よど号事件の際、犯人が長い機内でアジ演説をした。あの「われわれわぁ~」というやつであろう。この中で「ハイジャック」という語が使われたらしい。終わりに「何か質問は?」と言ったところ、「ハイジャックって何ですか?何語でスペルは?」という声があがり、犯人は答えに窮したそうだ。すると、聖路加国際病院の理事長が「君たちは学生だろ?ハイジャックをやるなら、その意味やスペルぐらい勉強しておきなさい。それは英語で昔英国で起きた馬車を狙った路上強盗のことだよ。スペルは、H、I、J、A、C、K」と講義したのである。犯人は「どうもすみません。」と答えたそうだ。…いい話だと思う。まさに硬骨漢。

このテルアビブ空港乱射事件の時、犯人は自爆するのだが、その方法が凄い。顎に手榴弾を両手であてがうのだ。顔、指紋を同時に判別不可能にするためのものらしい。もちろん考案したのは日本赤軍ではなく、パレスチナゲリラであるという。
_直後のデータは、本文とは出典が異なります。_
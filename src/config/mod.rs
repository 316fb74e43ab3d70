//! # Configuration Management Module
//!
//! Centralized, serde-backed configuration for Squirrel Haven.
//!
//! ## Configuration Structure
//!
//! - [`HavenConfig`] - community name, invite link, player display name
//! - [`CareConfig`] - starting squirrel and decay timer
//! - [`GamesConfig`] - mini-game clock and spawn tuning
//! - [`TextConfig`] - location of the localized text document
//! - [`LoggingConfig`] - log level and optional log file
//!
//! ## Usage
//!
//! ```rust,no_run
//! use squirrelhaven::config::Config;
//!
//! #[tokio::main]
//! async fn main() -> anyhow::Result<()> {
//!     let config = Config::load("config.toml").await?;
//!     println!("Community: {}", config.haven.name);
//!     Config::create_default("config.example.toml").await?;
//!     Ok(())
//! }
//! ```
//!
//! ## Configuration File Format
//!
//! ```toml
//! [haven]
//! name = "Squirrel Community"
//! invite_url = "https://discord.com/invite/UGUjdgD5Mb"
//! player_name = "You"
//!
//! [care]
//! squirrel_name = "Nutkin"
//! decay_interval_secs = 30
//!
//! [games]
//! tick_ms = 1000
//! nut_catch_secs = 30
//! ```
//!
//! Every section is optional; missing sections fall back to defaults.

use anyhow::{anyhow, Result};
use serde::{Deserialize, Serialize};
use std::time::Duration;
use tokio::fs;

#[derive(Debug, Clone, Serialize, Deserialize)]
#[serde(default)]
pub struct HavenConfig {
    pub name: String,
    pub invite_url: String,
    /// Display name used for the local player's posts and notes.
    pub player_name: String,
}

impl Default for HavenConfig {
    fn default() -> Self {
        Self {
            name: "Squirrel Community".to_string(),
            invite_url: "https://discord.com/invite/UGUjdgD5Mb".to_string(),
            player_name: "You".to_string(),
        }
    }
}

#[derive(Debug, Clone, Serialize, Deserialize)]
#[serde(default)]
pub struct CareConfig {
    pub squirrel_name: String,
    pub starting_nuts: u32,
    pub starting_coins: u32,
    /// Seconds between decay ticks.
    pub decay_interval_secs: u64,
}

impl Default for CareConfig {
    fn default() -> Self {
        Self {
            squirrel_name: "Nutkin".to_string(),
            starting_nuts: 5,
            starting_coins: 50,
            decay_interval_secs: 30,
        }
    }
}

impl CareConfig {
    pub fn decay_interval(&self) -> Duration {
        Duration::from_secs(self.decay_interval_secs)
    }
}

/// Mini-game tuning. Durations are counted in game ticks of `tick_ms`.
#[derive(Debug, Clone, Serialize, Deserialize)]
#[serde(default)]
pub struct GamesConfig {
    pub tick_ms: u64,
    pub nut_catch_secs: u32,
    pub quick_click_secs: u32,
    pub memory_secs: u32,
    /// Chance per tick that a new nut starts falling.
    pub nut_spawn_chance: f64,
    /// Chance per tick that a new click target appears.
    pub target_spawn_chance: f64,
    /// Ticks a click target stays up before vanishing.
    pub target_lifetime_ticks: u32,
}

impl Default for GamesConfig {
    fn default() -> Self {
        Self {
            tick_ms: 1000,
            nut_catch_secs: 30,
            quick_click_secs: 15,
            memory_secs: 60,
            nut_spawn_chance: 0.3,
            target_spawn_chance: 0.6,
            target_lifetime_ticks: 3,
        }
    }
}

impl GamesConfig {
    pub fn tick(&self) -> Duration {
        Duration::from_millis(self.tick_ms)
    }
}

#[derive(Debug, Clone, Serialize, Deserialize)]
#[serde(default)]
pub struct TextConfig {
    pub path: String,
}

impl Default for TextConfig {
    fn default() -> Self {
        Self {
            path: "data/text.json".to_string(),
        }
    }
}

#[derive(Debug, Clone, Serialize, Deserialize)]
#[serde(default)]
pub struct LoggingConfig {
    pub level: String,
    pub file: Option<String>,
}

impl Default for LoggingConfig {
    fn default() -> Self {
        Self {
            level: "info".to_string(),
            file: Some("squirrelhaven.log".to_string()),
        }
    }
}

#[derive(Debug, Clone, Default, Serialize, Deserialize)]
pub struct Config {
    #[serde(default)]
    pub haven: HavenConfig,
    #[serde(default)]
    pub care: CareConfig,
    #[serde(default)]
    pub games: GamesConfig,
    #[serde(default)]
    pub text: TextConfig,
    #[serde(default)]
    pub logging: LoggingConfig,
}

impl Config {
    /// Load configuration from a file
    pub async fn load(path: &str) -> Result<Self> {
        let content = fs::read_to_string(path)
            .await
            .map_err(|e| anyhow!("Failed to read config file {}: {}", path, e))?;

        let config: Config = toml::from_str(&content)
            .map_err(|e| anyhow!("Failed to parse config file {}: {}", path, e))?;

        config.validate()?;
        Ok(config)
    }

    /// Create a default configuration file
    pub async fn create_default(path: &str) -> Result<()> {
        let config = Config::default();
        let content = toml::to_string_pretty(&config)
            .map_err(|e| anyhow!("Failed to serialize default config: {}", e))?;

        fs::write(path, content)
            .await
            .map_err(|e| anyhow!("Failed to write config file {}: {}", path, e))?;

        Ok(())
    }

    /// Reject values that would stall the timers or break spawn rolls.
    pub fn validate(&self) -> Result<()> {
        if self.care.decay_interval_secs == 0 {
            return Err(anyhow!("care.decay_interval_secs must be greater than 0"));
        }
        if self.games.tick_ms == 0 {
            return Err(anyhow!("games.tick_ms must be greater than 0"));
        }
        for (name, chance) in [
            ("games.nut_spawn_chance", self.games.nut_spawn_chance),
            ("games.target_spawn_chance", self.games.target_spawn_chance),
        ] {
            if !(0.0..=1.0).contains(&chance) {
                return Err(anyhow!("{} must be within 0.0..=1.0 (got {})", name, chance));
            }
        }
        for (name, secs) in [
            ("games.nut_catch_secs", self.games.nut_catch_secs),
            ("games.quick_click_secs", self.games.quick_click_secs),
            ("games.memory_secs", self.games.memory_secs),
        ] {
            if secs == 0 {
                return Err(anyhow!("{} must be greater than 0", name));
            }
        }
        if self.care.squirrel_name.trim().is_empty() {
            return Err(anyhow!("care.squirrel_name must not be empty"));
        }
        Ok(())
    }
}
なんとも凄まじい。なおこの時の日本大使は都倉さんという人で、その息子が都倉俊一。ピンクレディーなどの曲で有名な作曲家だ。彼もイスラエル出国の時、日本人だという理由で厳しい身体検査をされ、パンツまで脱がされたという。
…私も妻も昨年のイスラエル出入国では、そういう歴史があるのでずいぶん緊張したのだった。今の若い人は知らないと思うけど。

1988年、G7のトロントサミットで、サッチャー英首相が、ハイジャック対策で「ノン・コンセッション決議」(テロリストと交渉しない、絶対に妥協しない、獄中の犯人釈放と身代金支払いに応じない)に続いて、「ノン・テイク・オフ」決議を提案する。サミット国の主権の範囲内で起こったハイジャックは、ハイジャック機を飛び立たせて他国に問題解決をたらい回ししないこと、自国政府の責任において解決し、他の国に累を及ぼさないことという内容である。日本の三木・福田政権の一連の弱腰に対して批判であった。これに賛成したのは米国、英国、カナダ。反対はフランス、西独、イタリア。真っ二つに意見が割れた。当時の総理は竹下登。佐々氏はご下問を受け、次のように答えた。

「サッチャーに賛成すべきです。長年ハイジャックを担当してきた私としては、総理にキャスチングボートを行使して『ノン・テイク・オフ』を国際公約としていただきたい。クアラルンプール、ダッカの恥を雪ぐべき時です。歴史的に見ても、日本はアングロサクソンと組んだ時栄え、独・伊と組んだ時亡びました。」…竹下首相は一笑し、後に賛成票を投じた。